The goal of the bachelor thesis is to implement a framework for motion capture of movement during music performance. The musician will be playing an instrument (eg. guitar) and the movement of his arms, hands and fingers is going to be captured. For the capturing, the inertial-based motion capture suit and gloves will be used.

Additionally, the whole performance will be captured by RGBD camera and animated pointcloud will be generated. This can be used for skeleton refitting and recalibration. The scanned pointcloud can be used for generation of a mesh model of the musician.


All of the articles referenced in the text are numbered, linked and briefly described in the sheet below:
Spreadsheet - Articles On Guitar MoCap

There is still limited existing research that relates directly to the area of guitar performance motion capturing, however related data collection is required for analysis.
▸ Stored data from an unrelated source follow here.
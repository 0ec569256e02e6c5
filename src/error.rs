use bevy::prelude::Entity;
use thiserror::Error;

/// Startup configuration problems. None of these are recoverable: the
/// component cannot produce its effect, so the owning system bails out with
/// the diagnostic instead of leaving half-built state behind.
#[derive(Debug, Error, Clone, PartialEq)]
pub enum ConfigError {
    #[error("metric grid {container} has no point template assigned")]
    MissingPointTemplate { container: Entity },

    #[error("metric grid {container} has invalid spacing {spacing} (must be finite and > 0)")]
    InvalidSpacing { container: Entity, spacing: f32 },

    #[error("grid size {grid_size} overflows the point count")]
    GridTooLarge { grid_size: u32 },

    #[error("emission pulse on {entity} has no standard material to drive")]
    MissingMaterial { entity: Entity },
}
Estimation of Guitar Fingering and Plucking Controls Based on Multimodal Analysis of Motion, Audio and Musical Score

First article (2015) describes a method for the extraction of instrumental controls during guitar performances based on the analysis of multimodal data consisting of a combination of motion capture, audio analysis and musical score. High speed video cameras based on marker identification are used to track the position of finger bones and articulations and audio is recorded with a transducer measuring vibration on the guitar body. The extracted parameters are divided into left hand controls, i.e. fingering (which string and fret is pressed with a left hand finger) and right hand controls, i.e. the plucked string, the plucking finger and the characteristics of the pluck (position, velocity and angles with respect to the string). Note onsets are detected via audio analysis, the pitch is extracted from the score and distances are computed from 3D Euclidean Geometry.

The two most relevant contributions of the method are (1) the combination of multimodal data, (2) interpolation of marker trajectories and the use of a plucking window makes marker identification more robust and boosts the estimation rates.
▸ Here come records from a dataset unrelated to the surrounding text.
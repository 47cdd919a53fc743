//! # Configuration
//!
//! Manages the loading and validation of the bot's configuration file (`config.yaml`).
//! Defines the structs for the Matrix session, the sender whitelist and the webhook table.

use anyhow::{Context, Result, bail};
use serde::Deserialize;
use std::collections::BTreeMap;
use std::fs;
use std::path::Path;

use crate::strings::messages::DEFAULT_ACKNOWLEDGEMENT;

pub const DEFAULT_COMMAND_PREFIX: &str = "!b0t";

/// Main application configuration structure.
/// Matches the layout of `config.yaml`.
#[derive(Debug, Deserialize, Clone)]
pub struct AppConfig {
    pub matrix: MatrixConfig,
    /// Sender identity -> permitted command names.
    pub users: BTreeMap<String, CommandList>,
    /// Command name -> webhook URL.
    pub webhooks: BTreeMap<String, String>,
    #[serde(default)]
    pub webhook: WebhookConfig,
    #[serde(default)]
    pub logging: LoggingConfig,
}

/// Specific configuration for the Matrix service.
#[derive(Debug, Deserialize, Clone)]
pub struct MatrixConfig {
    #[serde(default)]
    pub server_url: Option<String>,
    /// Legacy single-room setting. Still required, never used for routing.
    #[serde(default)]
    pub room_id: Option<String>,
    #[serde(default)]
    pub username: Option<String>,
    #[serde(default)]
    pub password: Option<String>,
    #[serde(default)]
    pub token: Option<String>,
    #[serde(default = "default_command_prefix")]
    pub command_prefix: String,
    #[serde(default)]
    pub display_name: Option<String>,
    #[serde(default = "default_acknowledgement")]
    pub acknowledgement: String,
}

/// Outbound HTTP settings.
#[derive(Debug, Deserialize, Clone)]
pub struct WebhookConfig {
    #[serde(default = "default_timeout")]
    pub timeout_secs: u64,
}

impl Default for WebhookConfig {
    fn default() -> Self {
        Self {
            timeout_secs: default_timeout(),
        }
    }
}

#[derive(Debug, Default, Deserialize, Clone)]
pub struct LoggingConfig {
    /// Directory for `b0t.log`. Console only when unset.
    #[serde(default)]
    pub directory: Option<String>,
}

/// Command names for one sender, written either as `"deploy,restart"` or as a list.
#[derive(Debug, Deserialize, Clone, PartialEq)]
#[serde(untagged)]
pub enum CommandList {
    Csv(String),
    List(Vec<String>),
}

impl CommandList {
    /// Individual command names, trimmed, with empty entries dropped.
    pub fn names(&self) -> Vec<String> {
        let raw: Vec<&str> = match self {
            CommandList::Csv(s) => s.split(',').collect(),
            CommandList::List(items) => items.iter().map(String::as_str).collect(),
        };
        raw.into_iter()
            .map(str::trim)
            .filter(|s| !s.is_empty())
            .map(str::to_string)
            .collect()
    }
}

/// How the bot authenticates against the homeserver.
#[derive(Debug, Clone, PartialEq)]
pub enum Credentials {
    Token(String),
    Password { username: String, password: String },
}

fn default_command_prefix() -> String {
    DEFAULT_COMMAND_PREFIX.to_string()
}

fn default_acknowledgement() -> String {
    DEFAULT_ACKNOWLEDGEMENT.to_string()
}

fn default_timeout() -> u64 {
    30
}

/// Treats `key: ""` (or only whitespace) the same as a missing key.
/// The value itself is returned untouched.
fn present(value: &Option<String>) -> Option<&str> {
    value.as_deref().filter(|v| !v.trim().is_empty())
}

impl AppConfig {
    /// Reads, parses and validates the configuration file.
    pub fn load(path: &Path) -> Result<Self> {
        let content = fs::read_to_string(path)
            .with_context(|| format!("Failed to read config file {}", path.display()))?;
        Self::parse(&content)
    }

    pub fn parse(content: &str) -> Result<Self> {
        let config: AppConfig =
            serde_yaml::from_str(content).context("Failed to parse config YAML")?;
        config.validate()?;
        Ok(config)
    }

    pub fn validate(&self) -> Result<()> {
        for (key, value) in [
            ("server_url", &self.matrix.server_url),
            ("room_id", &self.matrix.room_id),
        ] {
            if present(value).is_none() {
                bail!("Missing key {key} in section matrix in config file");
            }
        }

        self.credentials()?;

        if self.matrix.command_prefix.is_empty() {
            bail!("command_prefix in section matrix must not be empty");
        }

        for (command, url) in &self.webhooks {
            reqwest::Url::parse(url)
                .with_context(|| format!("Invalid webhook URL for command `{command}`: {url}"))?;
        }

        for (sender, commands) in &self.users {
            for command in commands.names() {
                if !self.webhooks.contains_key(&command) {
                    bail!(
                        "Command `{command}` is permitted for {sender} but has no entry in section webhooks"
                    );
                }
            }
        }

        if self.webhook.timeout_secs == 0 {
            bail!("timeout_secs in section webhook must be greater than zero");
        }

        Ok(())
    }

    /// Picks the login method. A token wins over username/password.
    pub fn credentials(&self) -> Result<Credentials> {
        let m = &self.matrix;
        if let Some(token) = present(&m.token) {
            return Ok(Credentials::Token(token.to_string()));
        }
        match (present(&m.username), present(&m.password)) {
            (Some(username), Some(password)) => Ok(Credentials::Password {
                username: username.to_string(),
                password: password.to_string(),
            }),
            _ => bail!(
                "Either 'token' or 'username' and 'password' are required in the 'matrix' section of the config file"
            ),
        }
    }

    pub fn server_url(&self) -> &str {
        present(&self.matrix.server_url)
            .map(str::trim)
            .unwrap_or_default()
    }

    /// `None` when acknowledgements are switched off with an empty string.
    pub fn acknowledgement(&self) -> Option<&str> {
        Some(self.matrix.acknowledgement.as_str()).filter(|a| !a.is_empty())
    }
}

#[cfg(test)]
mod tests {
    use super::*;

    const VALID: &str = r#"
matrix:
  server_url: https://matrix.example.org
  room_id: "!legacy:example.org"
  username: b0t
  password: hunter2
users:
  "@alice:example.org": "deploy, restart"
  "@carol:example.org": [deploy]
webhooks:
  deploy: http://hooks.local/deploy
  restart: http://hooks.local/restart
"#;

    #[test]
    fn test_parse_valid_config() {
        let config = AppConfig::parse(VALID).unwrap();
        assert_eq!(config.matrix.command_prefix, "!b0t");
        assert_eq!(config.server_url(), "https://matrix.example.org");
        assert_eq!(config.webhook.timeout_secs, 30);
        assert!(config.logging.directory.is_none());
        assert_eq!(
            config.users["@alice:example.org"].names(),
            vec!["deploy".to_string(), "restart".to_string()]
        );
        assert_eq!(
            config.users["@carol:example.org"].names(),
            vec!["deploy".to_string()]
        );
        assert_eq!(config.acknowledgement(), Some(DEFAULT_ACKNOWLEDGEMENT));
    }

    #[test]
    fn test_password_credentials() {
        let config = AppConfig::parse(VALID).unwrap();
        assert_eq!(
            config.credentials().unwrap(),
            Credentials::Password {
                username: "b0t".to_string(),
                password: "hunter2".to_string(),
            }
        );
    }

    #[test]
    fn test_token_wins_over_password() {
        let yaml = VALID.replace("  username: b0t\n", "  username: b0t\n  token: abc\n");
        let config = AppConfig::parse(&yaml).unwrap();
        assert_eq!(
            config.credentials().unwrap(),
            Credentials::Token("abc".to_string())
        );
    }

    #[test]
    fn test_missing_credentials_rejected() {
        let yaml = VALID.replace("  password: hunter2\n", "");
        let err = AppConfig::parse(&yaml).unwrap_err();
        assert!(err.to_string().contains("'token' or 'username' and 'password'"));

        let yaml = VALID.replace("  password: hunter2\n", "  password: \"\"\n");
        assert!(AppConfig::parse(&yaml).is_err());
    }

    #[test]
    fn test_credentials_keep_surrounding_spaces() {
        let yaml = VALID.replace("  password: hunter2\n", "  password: \" hunter2 \"\n");
        let config = AppConfig::parse(&yaml).unwrap();
        assert_eq!(
            config.credentials().unwrap(),
            Credentials::Password {
                username: "b0t".to_string(),
                password: " hunter2 ".to_string(),
            }
        );

        let yaml = VALID.replace("  username: b0t\n", "  username: b0t\n  token: \"  \"\n");
        let config = AppConfig::parse(&yaml).unwrap();
        assert!(matches!(config.credentials().unwrap(), Credentials::Password { .. }));
    }

    #[test]
    fn test_missing_required_keys() {
        let yaml = VALID.replace("  server_url: https://matrix.example.org\n", "");
        let err = AppConfig::parse(&yaml).unwrap_err();
        assert!(err.to_string().contains("server_url"));

        let yaml = VALID.replace("  room_id: \"!legacy:example.org\"\n", "");
        let err = AppConfig::parse(&yaml).unwrap_err();
        assert!(err.to_string().contains("room_id"));
    }

    #[test]
    fn test_missing_section_rejected() {
        let yaml = VALID.replace("webhooks:", "hooks:");
        assert!(AppConfig::parse(&yaml).is_err());
    }

    #[test]
    fn test_unregistered_command_rejected() {
        let yaml = VALID.replace("[deploy]", "[deploy, reboot]");
        let err = AppConfig::parse(&yaml).unwrap_err();
        assert!(err.to_string().contains("`reboot`"));
    }

    #[test]
    fn test_invalid_webhook_url_rejected() {
        let yaml = VALID.replace("http://hooks.local/restart", "not a url");
        let err = AppConfig::parse(&yaml).unwrap_err();
        assert!(err.to_string().contains("restart"));
    }

    #[test]
    fn test_custom_prefix_and_disabled_ack() {
        let yaml = VALID.replace(
            "  password: hunter2\n",
            "  password: hunter2\n  command_prefix: \"!ops\"\n  acknowledgement: \"\"\n",
        );
        let config = AppConfig::parse(&yaml).unwrap();
        assert_eq!(config.matrix.command_prefix, "!ops");
        assert_eq!(config.acknowledgement(), None);
    }

    #[test]
    fn test_empty_prefix_rejected() {
        let yaml = VALID.replace(
            "  password: hunter2\n",
            "  password: hunter2\n  command_prefix: \"\"\n",
        );
        assert!(AppConfig::parse(&yaml).is_err());
    }

    #[test]
    fn test_command_list_names() {
        let csv = CommandList::Csv(" a,, b ,c".to_string());
        assert_eq!(csv.names(), vec!["a", "b", "c"]);
        let list = CommandList::List(vec!["x".to_string(), " ".to_string()]);
        assert_eq!(list.names(), vec!["x"]);
    }
}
The same method for motion capture as in the first article was also used in the dissertation by Jonathan Norton (2008). Several different approaches, mainly using data acquisition gloves, have been attempted, but in the case of right-hand classical guitar articulations, these gloves proved to be either too bulky, did not have the fingertips exposed so the guitarist could pluck the strings, or did not have enough resolution or a high enough sampling rate to capture fine finger movement. However, since the dissertation has been written, data gloves technologies have been developing so that they would be potentially able to remove the limitations encountered during this research.

The final approach in the dissertation thesis was based on the relative marker movement of each marker. These relative movement calculations allowed to filter out the compound marker movements (in much the same way as it would be done with joint angle analysis). Through the use of the multi-dimensional data reduction technique of singular value decomposition (SVD), each articulation was reduced to its fundamental shape components, in this case frames and markers. Using autocorrelation and peak detection, only those components that exhibited a certain level of periodicity were picked. Finally, to aid in the threshold investigation and dimensionality data reduction, the concept of regions of interest (ROI) was introduced (where to begin looking for marker activity for each articulation).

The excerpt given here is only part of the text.